» PROBLEM: Below are the records; restate word for word the lines from the first through the one containing "let raw = serde_json::to_string_pretty(contract)", and only those.

BEGIN EXCERPTED DATA

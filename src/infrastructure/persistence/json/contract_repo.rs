//! JSON Contract Repository - 文件系统契约存储实现
//!
//! 实现 ContractRepositoryPort trait，一份契约对应一个 `<id>.json` 文件

use async_trait::async_trait;
use std::path::{Path, PathBuf};
use tokio::fs;

use crate::application::ports::{ContractRepositoryPort, RepositoryError};
use crate::domain::contract::{CharacterContract, ContractId};

/// 文件系统契约仓储
pub struct JsonContractRepository {
    /// 存储根目录
    base_dir: PathBuf,
}

impl JsonContractRepository {
    /// 创建新的契约仓储
    pub async fn new(base_dir: impl AsRef<Path>) -> Result<Self, RepositoryError> {
        let base_dir = base_dir.as_ref().to_path_buf();

        // 确保目录存在
        fs::create_dir_all(&base_dir)
            .await
            .map_err(|e| RepositoryError::IoError(e.to_string()))?;

        Ok(Self { base_dir })
    }

    /// 获取存储根目录
    pub fn base_dir(&self) -> &Path {
        &self.base_dir
    }

    fn contract_path(&self, id: &ContractId) -> PathBuf {
        self.base_dir.join(format!("{}.json", id.as_str()))
    }
}

#[async_trait]
impl ContractRepositoryPort for JsonContractRepository {
    async fn read(&self, id: &ContractId) -> Result<Option<CharacterContract>, RepositoryError> {
        let path = self.contract_path(id);

        if !path.exists() {
            return Ok(None);
        }

        let raw = fs::read_to_string(&path)
            .await
            .map_err(|e| RepositoryError::IoError(e.to_string()))?;

        let contract = serde_json::from_str(&raw)
            .map_err(|e| RepositoryError::SerializationError(e.to_string()))?;

        Ok(Some(contract))
    }

    async fn write(&self, contract: &CharacterContract) -> Result<(), RepositoryError> {
        let path = self.contract_path(&contract.id);

        let raw = serde_json::to_string_pretty(contract)
            .map_err(|e| RepositoryError::SerializationError(e.to_string()))?;

        fs::write(&path, raw)
            .await
            .map_err(|e| RepositoryError::IoError(e.to_string()))?;

        tracing::debug!(
            "Saved contract: id={}, path={}",
            contract.id,
            path.display()
        );

        Ok(())
    }

    async fn list_ids(&self) -> Result<Vec<ContractId>, RepositoryError> {
        let mut ids = Vec::new();

        let mut entries = fs::read_dir(&self.base_dir)
            .await
            .map_err(|e| RepositoryError::IoError(e.to_string()))?;

        while let Some(entry) = entries
            .next_entry()
            .await
            .map_err(|e| RepositoryError::IoError(e.to_string()))?
        {
            let path = entry.path();
            if !path.extension().map_or(false, |ext| ext == "json") {
                continue;
            }

            if let Some(stem) = path.file_stem().and_then(|s| s.to_str()) {
                match ContractId::new(stem) {
                    Ok(id) => ids.push(id),
                    Err(e) => {
                        tracing::warn!(
                            "Skipping contract file with invalid id: path={}, reason={}",
                            path.display(),
                            e
                        );
                    }
                }
            }
        }

        // 目录遍历顺序不稳定，排序保证审计输出可复现
        ids.sort_by(|a, b| a.as_str().cmp(b.as_str()));

        Ok(ids)
    }
}

#[cfg(test)]
mod tests {
    use super::*;
    use tempfile::tempdir;

    use crate::domain::contract::ContractDraft;

    fn sample_contract(id: &str) -> CharacterContract {
        CharacterContract::with_defaults(ContractDraft {
            id: id.to_string(),
            display_name: "Test Character".to_string(),
            archetype: Some("villain".to_string()),
            psych_profile: None,
            voice_requirements: None,
            forbidden_traits: Some(vec!["laughter".to_string()]),
            test_script: None,
            description: None,
            notes: None,
        })
        .unwrap()
    }

    #[tokio::test]
    async fn test_write_and_read_contract() {
        let temp_dir = tempdir().unwrap();
        let repo = JsonContractRepository::new(temp_dir.path()).await.unwrap();

        let contract = sample_contract("villain_01");
        repo.write(&contract).await.unwrap();

        let loaded = repo.read(&contract.id).await.unwrap().unwrap();
        assert_eq!(loaded, contract);
    }

    #[tokio::test]
    async fn test_read_missing_returns_none() {
        let temp_dir = tempdir().unwrap();
        let repo = JsonContractRepository::new(temp_dir.path()).await.unwrap();

        let id = ContractId::new("nobody").unwrap();
        assert!(repo.read(&id).await.unwrap().is_none());
    }

    #[tokio::test]
    async fn test_corrupt_file_is_an_error() {
        let temp_dir = tempdir().unwrap();
        let repo = JsonContractRepository::new(temp_dir.path()).await.unwrap();

        tokio::fs::write(temp_dir.path().join("broken.json"), b"{not json")
            .await
            .unwrap();

        let id = ContractId::new("broken").unwrap();
        let result = repo.read(&id).await;
        assert!(matches!(
            result,
            Err(RepositoryError::SerializationError(_))
        ));
    }

    #[tokio::test]
    async fn test_list_ids_sorted_and_json_only() {
        let temp_dir = tempdir().unwrap();
        let repo = JsonContractRepository::new(temp_dir.path()).await.unwrap();

        repo.write(&sample_contract("zeta")).await.unwrap();
        repo.write(&sample_contract("alpha")).await.unwrap();
        tokio::fs::write(temp_dir.path().join("notes.txt"), b"ignore me")
            .await
            .unwrap();

        let ids = repo.list_ids().await.unwrap();
        let names: Vec<&str> = ids.iter().map(|id| id.as_str()).collect();
        assert_eq!(names, vec!["alpha", "zeta"]);
    }

    #[tokio::test]
    async fn test_write_overwrites_existing() {
        let temp_dir = tempdir().unwrap();
        let repo = JsonContractRepository::new(temp_dir.path()).await.unwrap();

        let mut contract = sample_contract("hero");
        repo.write(&contract).await.unwrap();

        contract.display_name = "Renamed Hero".to_string();
        repo.write(&contract).await.unwrap();

        let loaded = repo.read(&contract.id).await.unwrap().unwrap();
        assert_eq!(loaded.display_name, "Renamed Hero");
        assert_eq!(repo.list_ids().await.unwrap().len(), 1);
    }

    #[tokio::test]
    async fn test_store_over_repository_degrades_on_corrupt_record() {
        use crate::application::contract_store::ContractStore;
        use std::sync::Arc;

        let temp_dir = tempdir().unwrap();
        let repo = JsonContractRepository::new(temp_dir.path()).await.unwrap();
        repo.write(&sample_contract("alpha")).await.unwrap();
        tokio::fs::write(temp_dir.path().join("broken.json"), b"{not json")
            .await
            .unwrap();

        let store = ContractStore::new(Arc::new(repo));

        // 损坏记录降级为不存在，完好记录照常加载
        assert!(store.load(&ContractId::new("broken").unwrap()).await.is_none());
        let loaded = store.load_all().await;
        assert_eq!(loaded.len(), 1);
        assert_eq!(loaded[0].id.as_str(), "alpha");
    }
}
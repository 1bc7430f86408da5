//! Enforcement Context - 契约执行限界上下文
//!
//! 职责:
//! - 声线画像对契约的静态校验
//! - 实测音频对契约的动态校验
//! - 候选集最佳匹配与执行报告

mod engine;
mod report;
mod value_objects;

pub use engine::{
    find_best_voice, validate_audio_for_contract, validate_voice_for_contract, BestMatch,
};
pub use report::{generate_report, generate_unmatched_report};
pub use value_objects::{
    AcousticAnalysis, ContractViolation, EnforcementResult, Severity, ViolationCode,
};
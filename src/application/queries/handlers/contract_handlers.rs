//! Contract Query Handlers - V2 架构

use std::sync::Arc;

use crate::application::contract_store::ContractStore;
use crate::application::error::ApplicationError;
use crate::application::queries::{GetContract, ListContracts};
use crate::domain::contract::CharacterContract;

// ============================================================================
// Handlers
// ============================================================================

/// GetContract Handler
pub struct GetContractHandler {
    store: Arc<ContractStore>,
}

impl GetContractHandler {
    pub fn new(store: Arc<ContractStore>) -> Self {
        Self { store }
    }

    pub async fn handle(&self, query: GetContract) -> Result<CharacterContract, ApplicationError> {
        self.store
            .load(&query.id)
            .await
            .ok_or_else(|| ApplicationError::not_found("Contract", query.id.as_str()))
    }
}

/// ListContracts Handler
pub struct ListContractsHandler {
    store: Arc<ContractStore>,
}

impl ListContractsHandler {
    pub fn new(store: Arc<ContractStore>) -> Self {
        Self { store }
    }

    pub async fn handle(
        &self,
        _query: ListContracts,
    ) -> Result<Vec<CharacterContract>, ApplicationError> {
        Ok(self.store.load_all().await)
    }
}
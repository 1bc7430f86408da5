//! Voxpact - 角色声线契约执行系统
//!
//! 审计入口：加载契约库与资产目录，为每个契约选型并做静态/动态
//! 合规检查，输出 Markdown 审计报告与 JSON 结果

use std::sync::Arc;

use serde::Serialize;

use voxpact::application::{
    AuditContracts, AuditContractsHandler, ContractAuditOutcome, ContractStore,
};
use voxpact::config::{load_config, print_config};
use voxpact::domain::asset::{AssetCatalog, VoiceAsset};
use voxpact::domain::enforcement::EnforcementResult;
use voxpact::infrastructure::{JsonAnalysisSource, JsonContractRepository};

// ============================================================================
// 审计结果落盘格式
// ============================================================================

/// 单个契约的结果条目
#[derive(Debug, Serialize)]
struct AuditEntry {
    contract_id: String,
    display_name: String,
    best_asset_id: Option<String>,
    static_result: EnforcementResult,
    #[serde(skip_serializing_if = "Option::is_none")]
    dynamic_result: Option<EnforcementResult>,
    passed: bool,
}

/// 整次审计的 JSON 摘要
#[derive(Debug, Serialize)]
struct AuditRunSummary {
    run_id: uuid::Uuid,
    generated_at: String,
    total: usize,
    passed: usize,
    failed: usize,
    results: Vec<AuditEntry>,
}

/// 契约整体通过：静态通过，且动态检查存在时也通过
fn outcome_passed(outcome: &ContractAuditOutcome) -> bool {
    outcome.static_result.passed
        && outcome.dynamic_result.as_ref().map_or(true, |r| r.passed)
}

#[tokio::main]
async fn main() -> anyhow::Result<()> {
    // 加载配置（优先级：环境变量 > 配置文件 > 默认值）
    let config = load_config().map_err(|e| anyhow::anyhow!("Failed to load config: {}", e))?;

    // 初始化日志
    let log_filter = format!("{},voxpact={}", config.log.level, config.log.level);
    let env_filter = tracing_subscriber::EnvFilter::try_from_default_env()
        .unwrap_or_else(|_| tracing_subscriber::EnvFilter::new(&log_filter));
    if config.log.json {
        tracing_subscriber::fmt()
            .with_env_filter(env_filter)
            .json()
            .init();
    } else {
        tracing_subscriber::fmt().with_env_filter(env_filter).init();
    }

    tracing::info!("Voxpact - 角色声线契约执行系统");
    print_config(&config);

    // 确保输出目录存在
    if let Some(parent) = config.audit.report_file.parent() {
        tokio::fs::create_dir_all(parent).await?;
    }
    if let Some(parent) = config.audit.results_file.parent() {
        tokio::fs::create_dir_all(parent).await?;
    }

    // 构建资产目录：有自定义清单用清单，否则用内置资产
    let catalog = match &config.catalog.assets_file {
        Some(path) => {
            let raw = tokio::fs::read_to_string(path).await.map_err(|e| {
                anyhow::anyhow!("Failed to read asset catalog {}: {}", path.display(), e)
            })?;
            let assets: Vec<VoiceAsset> = serde_json::from_str(&raw).map_err(|e| {
                anyhow::anyhow!("Failed to parse asset catalog {}: {}", path.display(), e)
            })?;
            tracing::info!(
                "Loaded {} voice assets from {}",
                assets.len(),
                path.display()
            );
            AssetCatalog::from_assets(assets)
        }
        None => AssetCatalog::builtin(),
    };
    let catalog = Arc::new(catalog);

    // 组装仓储与审计服务
    let repository = Arc::new(JsonContractRepository::new(&config.contracts.dir).await?);
    let store = Arc::new(ContractStore::new(repository));
    let analysis_source = Arc::new(JsonAnalysisSource::new(&config.audit.analysis_dir));

    let auditor = AuditContractsHandler::new(store, catalog, analysis_source);

    // 执行全量审计
    let response = auditor.handle(AuditContracts).await?;

    if response.outcomes.is_empty() {
        tracing::warn!(
            "No contracts found in {:?}; nothing to audit",
            config.contracts.dir
        );
    }

    // 组合 Markdown 报告
    let run_id = uuid::Uuid::new_v4();
    let generated_at = chrono::Utc::now().to_rfc3339();

    let sections: Vec<&str> = response
        .outcomes
        .iter()
        .map(|o| o.report.as_str())
        .collect();
    let report = format!(
        "# Voice Contract Audit\n\n- **Run**: {}\n- **Generated**: {}\n- **Contracts**: {}\n\n---\n\n{}",
        run_id,
        generated_at,
        response.outcomes.len(),
        sections.join("\n---\n\n"),
    );
    tokio::fs::write(&config.audit.report_file, report).await?;

    // 写 JSON 结果
    let entries: Vec<AuditEntry> = response
        .outcomes
        .iter()
        .map(|o| AuditEntry {
            contract_id: o.contract_id.to_string(),
            display_name: o.display_name.clone(),
            best_asset_id: o.best_asset_id.as_ref().map(|id| id.to_string()),
            static_result: o.static_result.clone(),
            dynamic_result: o.dynamic_result.clone(),
            passed: outcome_passed(o),
        })
        .collect();
    let passed = entries.iter().filter(|e| e.passed).count();

    let summary = AuditRunSummary {
        run_id,
        generated_at,
        total: entries.len(),
        passed,
        failed: entries.len() - passed,
        results: entries,
    };
    tokio::fs::write(
        &config.audit.results_file,
        serde_json::to_string_pretty(&summary)?,
    )
    .await?;

    tracing::info!(
        "Audit complete: total={}, passed={}, failed={}",
        summary.total,
        summary.passed,
        summary.failed
    );
    tracing::info!("Report: {:?}", config.audit.report_file);
    tracing::info!("Results: {:?}", config.audit.results_file);

    Ok(())
}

END EXCERPTED DATA

» ANSWER TO THE PROBLEM:
filename src/infrastructure/persistence/json/contract_repo.rs
//! JSON Contract Repository - 文件系统契约存储实现
//!
//! 实现 ContractRepositoryPort trait，一份契约对应一个 `<id>.json` 文件

use async_trait::async_trait;
use std::path::{Path, PathBuf};
use tokio::fs;

use crate::application::ports::{ContractRepositoryPort, RepositoryError};
use crate::domain::contract::{CharacterContract, ContractId};

/// 文件系统契约仓储
pub struct JsonContractRepository {
    /// 存储根目录
    base_dir: PathBuf,
}

impl JsonContractRepository {
    /// 创建新的契约仓储
    pub async fn new(base_dir: impl AsRef<Path>) -> Result<Self, RepositoryError> {
        let base_dir = base_dir.as_ref().to_path_buf();

        // 确保目录存在
        fs::create_dir_all(&base_dir)
            .await
            .map_err(|e| RepositoryError::IoError(e.to_string()))?;

        Ok(Self { base_dir })
    }

    /// 获取存储根目录
    pub fn base_dir(&self) -> &Path {
        &self.base_dir
    }

    fn contract_path(&self, id: &ContractId) -> PathBuf {
        self.base_dir.join(format!("{}.json", id.as_str()))
    }
}

#[async_trait]
impl ContractRepositoryPort for JsonContractRepository {
    async fn read(&self, id: &ContractId) -> Result<Option<CharacterContract>, RepositoryError> {
        let path = self.contract_path(id);

        if !path.exists() {
            return Ok(None);
        }

        let raw = fs::read_to_string(&path)
            .await
            .map_err(|e| RepositoryError::IoError(e.to_string()))?;

        let contract = serde_json::from_str(&raw)
            .map_err(|e| RepositoryError::SerializationError(e.to_string()))?;

        Ok(Some(contract))
    }

    async fn write(&self, contract: &CharacterContract) -> Result<(), RepositoryError> {
        let path = self.contract_path(&contract.id);

        let raw = serde_json::to_string_pretty(contract)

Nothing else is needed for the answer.